Mata pria itu berhenti pada laptop Zani. Penasaran dengan proposal skripsi Zani, Ezel pun melangkah ke meja belajar Zani, kemudian menyalakan laptop Zani untuk melihat proposal Zani. Hal pertama yang dia lihat adalah wallpaper laptop Zani, gambar Zani dan kedua sahabatnya, kemudian tak ingin berlama-lama, Ezel pun membuka file proposal skripsi Zani.

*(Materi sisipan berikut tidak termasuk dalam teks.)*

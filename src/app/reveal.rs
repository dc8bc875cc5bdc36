use leptos::leptos_dom::helpers::request_animation_frame;
use leptos::{html, prelude::*};
use leptos_use::{js, use_intersection_observer, use_supported, UseIntersectionObserverReturn};

use crate::content::PageSection;
use crate::reveal::{
    reveal_style, IntersectCallback, Observation, ObserveError, RevealTracker, ViewportObserver,
};

/// Viewport observer backed by the browser's `IntersectionObserver`.
///
/// Must be used while a reactive owner is active, i.e. from component
/// setup. Observation starts once the section is mounted.
#[derive(Debug, Clone, Copy, Default)]
pub struct BrowserObserver;

impl ViewportObserver for BrowserObserver {
    type Region = NodeRef<html::Section>;

    fn observe(
        &self,
        region: &Self::Region,
        mut on_intersect: IntersectCallback,
    ) -> Result<Observation, ObserveError> {
        // the server has no viewport; it renders the hidden state like the
        // client's first paint and never needs to degrade
        if cfg!(feature = "hydrate")
            && !use_supported(|| js!("IntersectionObserver" in &window())).get_untracked()
        {
            return Err(ObserveError::Unsupported);
        }

        let UseIntersectionObserverReturn { stop, .. } =
            use_intersection_observer(*region, move |entries, _| {
                on_intersect(entries.iter().any(|entry| entry.is_intersecting()));
            });
        Ok(Observation::new(stop))
    }

    // hydration keeps the server's style attribute, so a change made during
    // setup would never reach the page
    fn defer(&self, task: Box<dyn FnOnce()>) {
        request_animation_frame(task);
    }
}

#[derive(Debug, Clone, Copy)]
pub struct ScrollReveal {
    pub node_ref: NodeRef<html::Section>,
    pub is_visible: Signal<bool>,
}

/// Creates a fire-once reveal for a `<section>`: attach `node_ref` to the
/// section and drive its style from `is_visible`.
pub fn use_scroll_reveal() -> ScrollReveal {
    let node_ref = NodeRef::<html::Section>::new();
    let (is_visible, set_is_visible) = signal(false);

    let mut tracker = RevealTracker::new(BrowserObserver)
        .on_change(move |state| set_is_visible.set(state.is_visible()));
    if let Err(err) = tracker.attach(&node_ref) {
        log::warn!("scroll reveal not attached: {err}");
    }

    let tracker = StoredValue::new_local(tracker);
    on_cleanup(move || {
        tracker.try_update_value(|t| t.detach());
    });

    ScrollReveal {
        node_ref,
        is_visible: is_visible.into(),
    }
}

/// A page section that fades and slides in the first time it scrolls into
/// view.
#[component]
pub fn RevealSection(
    section: PageSection,
    #[prop(into)] classes: String,
    children: Children,
) -> impl IntoView {
    let ScrollReveal {
        node_ref,
        is_visible,
    } = use_scroll_reveal();

    view! {
        <section
            id=section.id()
            class=format!("reveal {classes}")
            node_ref=node_ref
            style=move || reveal_style(is_visible.get())
        >
            {children()}
        </section>
    }
}
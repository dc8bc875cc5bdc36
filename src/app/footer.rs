use leptos::prelude::*;

use crate::content::PROFILE;

const BUILD_YEAR: &str = env!("BUILD_YEAR");

#[component]
pub fn Footer() -> impl IntoView {
    view! {
        <footer class="border-t border-primary/20 py-6 md:py-0 bg-background">
            <div class="container flex flex-col items-center justify-between gap-4 md:h-24 md:flex-row">
                <p class="text-center text-sm leading-loose text-muted-foreground md:text-left">
                    {format!("© {BUILD_YEAR} {}. All rights reserved.", PROFILE.name)}
                </p>
                <div class="flex gap-4">
                    <a
                        href=PROFILE.linkedin
                        target="_blank"
                        rel="noopener noreferrer"
                        class="rounded-md p-2 text-secondary hover:bg-secondary/10"
                    >
                        <i class="devicon-linkedin-plain text-xl"></i>
                        <span class="sr-only">"LinkedIn"</span>
                    </a>
                </div>
            </div>
        </footer>
    }
}
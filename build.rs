use chrono::Datelike;

fn main() {
    let now = chrono::Utc::now();

    // The footer copyright year is fixed at build so server and client render the same text
    println!("cargo:rustc-env=BUILD_YEAR={}", now.year());

    // Rerun if build.rs changes
    println!("cargo:rerun-if-changed=build.rs");
}
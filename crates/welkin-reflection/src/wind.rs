//! Wind-blow streak factor for the rain-mist overlay.

use glam::{Vec2, Vec3};

/// Animated wind streak factor in `[0, 1]` at a screen-projected position.
///
/// `pos` is the fragment's view-space position with `z >= 0` (in front of
/// the camera); the projection divides by `1 + z`.
pub fn wind_blow(pos: Vec3, time: f32) -> f32 {
    let p = Vec2::new(pos.x, pos.y) / (1.0 + pos.z);
    let mut val = (4.0 * p.x + 2.0 * p.y + 2.0 * time + 3.0 * p.y * p.x).sin()
        * (p.y * 2.0 + 0.2 * time).sin();
    val += (p.y - p.x + 0.2 * time).sin();
    0.25 * val * val
}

Ezel mulai membacanya dengan teliti, memperbaiki sesuatu yang menurutnya salah. Sepertinya Zani sudah merevisi semuanya, maka dari itu tak begitu banyak yang Ezel perbaiki. Pria itu benar-benar merasa bersalah, karena dia, Zani jadi jatuh sakit seperti ini.

"Pak Ezel ngapain?"

Ezel yang tadinya sibuk mengetik di laptop Zani, seketika terlonjak kaget mendengar suara Zani. Dia seperti maling yang kedapatan mencuri.

"Kamu udah bangun?"

"Itu barusan pertanyaan bodoh, Pak," ucap Zani. "Bapak ngapain di laptop saya?"

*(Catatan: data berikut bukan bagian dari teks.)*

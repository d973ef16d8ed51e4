//! Output color grading: tone curve, exposure, saturation, gamma, tint.
//!
//! Applied once by the frame compositor after all sky/celestial/reflection
//! layers are composited; the sky math itself stays in linear HDR.

use glam::Vec3;

use welkin_config::{GradingConfig, ToneMapCurve};

const LUMA: Vec3 = Vec3::new(0.2126, 0.7152, 0.0722);

/// Extended Reinhard white point: inputs at or above this map to pure white.
const WHITE_POINT: f32 = 2.0;

/// Grade an HDR linear color for display.
pub fn grade(color: Vec3, cfg: &GradingConfig) -> Vec3 {
    let exposed = color.max(Vec3::ZERO) * cfg.exposure;
    let mut mapped = tonemap(exposed, cfg.tonemap);

    if let Some(tint) = cfg.tint {
        let lum = mapped.dot(LUMA).clamp(0.0, 1.0);
        mapped *= Vec3::from(tint.low).lerp(Vec3::from(tint.high), lum);
    }

    let lum = mapped.dot(LUMA);
    let saturated = Vec3::splat(lum).lerp(mapped, cfg.saturation);

    saturated.max(Vec3::ZERO).powf(1.0 / cfg.gamma)
}

fn tonemap(c: Vec3, curve: ToneMapCurve) -> Vec3 {
    match curve {
        ToneMapCurve::Exponential => Vec3::ONE - (-c).exp(),
        ToneMapCurve::Reinhard => c / (Vec3::ONE + c),
        ToneMapCurve::ExtendedReinhard => {
            let w2 = WHITE_POINT * WHITE_POINT;
            ((c * (Vec3::ONE + c / w2)) / (Vec3::ONE + c)).min(Vec3::ONE)
        }
        ToneMapCurve::Aces => {
            let num = c * (2.51 * c + Vec3::splat(0.03));
            let den = c * (2.43 * c + Vec3::splat(0.59)) + Vec3::splat(0.14);
            (num / den).clamp(Vec3::ZERO, Vec3::ONE)
        }
    }
}
//! Per-frame resolution of the three-color sky gradient.

use glam::Vec3;

use welkin_config::SkyConfig;
use welkin_env::Environment;
use welkin_math::{mix, step};

/// The three-color description of a sky gradient at an instant: zenith on
/// top, horizon at eye level, horizon edge hugging the skyline.
///
/// Resolved once per frame from the environment snapshot; colors are linear
/// RGB with HDR headroom and never negative.
#[derive(Debug, Clone, Copy, PartialEq)]
pub struct SkyColorTriad {
    /// Color straight up.
    pub zenith: Vec3,
    /// Color at eye level.
    pub horizon: Vec3,
    /// Color of the thin band hugging the skyline.
    pub horizon_edge: Vec3,
}

impl SkyColorTriad {
    /// Resolve the triad for the current frame.
    ///
    /// The End sky is static; everywhere else the triad layers day/night,
    /// dawn, rain, and underwater adjustments in that order — the overrides
    /// stack rather than exclude each other.
    pub fn resolve(env: &Environment, sky: &SkyConfig) -> Self {
        if env.is_end() {
            return Self::end_colors(sky);
        }
        Self::overworld_colors(env, sky)
    }

    fn end_colors(sky: &SkyConfig) -> Self {
        let horizon = Vec3::from(sky.end_horizon);
        Self {
            zenith: Vec3::from(sky.end_zenith),
            horizon,
            horizon_edge: horizon,
        }
    }

    fn overworld_colors(env: &Environment, sky: &SkyConfig) -> Self {
        // Night colors are amplified toward twilight so the narrow window
        // around dayFactor = 0 stays readable rather than crushing to black.
        let f = 1.0 + 2.0 * (1.0 - (-env.day_factor).max(0.0));
        let night = step(0.0, -env.day_factor);

        let mut zenith = Vec3::from(sky.day_zenith).lerp(Vec3::from(sky.night_zenith) * f, night);
        let mut horizon = Vec3::from(sky.day_horizon).lerp(Vec3::from(sky.night_horizon) * f, night);
        let mut edge = Vec3::from(sky.day_edge).lerp(Vec3::from(sky.night_edge) * f, night);

        // Narrow dawn/dusk window; the extra self-square on the night side
        // masks the day/night step at dayFactor = 0.
        let mut dawn = 1.0 - env.day_factor * env.day_factor;
        dawn *= dawn * dawn;
        dawn *= mix(1.0, dawn * dawn, night);
        zenith = zenith.lerp(Vec3::from(sky.dawn_zenith), dawn);
        horizon = horizon.lerp(Vec3::from(sky.dawn_horizon), dawn);
        edge = edge.lerp(Vec3::from(sky.dawn_edge), dawn);

        // Rain desaturates toward a gray scaled by the scene's own luminance,
        // preserving brightness while killing hue.
        let zenith_lum = zenith.dot(Vec3::splat(0.33));
        let horizon_lum = horizon.dot(Vec3::splat(0.33));
        let rain_mix = env.rain_factor * sky.rain_mix_factor;
        zenith = zenith.lerp(Vec3::from(sky.rain_zenith) * zenith_lum, rain_mix);
        horizon = horizon.lerp(Vec3::from(sky.rain_horizon) * horizon_lum, rain_mix);
        edge = edge.lerp(horizon, env.rain_factor);

        if env.underwater {
            let tint = env.fog_color * env.fog_color * Vec3::from(sky.underwater_tint);
            zenith = (2.0 * tint).lerp(tint * zenith_lum, 0.8);
            horizon = (2.0 * tint).lerp(tint * horizon_lum, 0.8);
            edge = horizon;
        }

        Self {
            zenith,
            horizon,
            horizon_edge: edge,
        }
    }
}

Ezel pun tak menjawab, tapi dia malah mengangkat kursi juga laptop Zani untuk duduk tepat di samping ranjang Zani.

"Saya bantu kamu revisi."

Zani mengernyit heran, alisnya terangkat sebelah melihat Ezel yang tiba-tiba baik padanya. Fix, Ezel memang aneh.

"Udah selesai, kok, Pak."

"Masih ada yang perlu diperbaiki. Tapi ini tinggal dikit."

"Baik banget, sih, Pak."

Ezel tersenyum miring, lalu berkata, "Makanya balik lagi sama saya, setiap hari bakal saya bantu revisi."

Zani mencibir. Ternyata dosennya ini ada maunya, maka dari itu begitu baik dengan Zani. Zani menyesal mengurangkan rasa bencinya pada Ezel.

"Gak usah, Pak, saya udah punya pacar."

"Pacar kamu gak baik. Lebih baik saya."

"Nanti, deh, Pak. Kita balikan pas di dunia ini hanya ada satu cowok di dunia."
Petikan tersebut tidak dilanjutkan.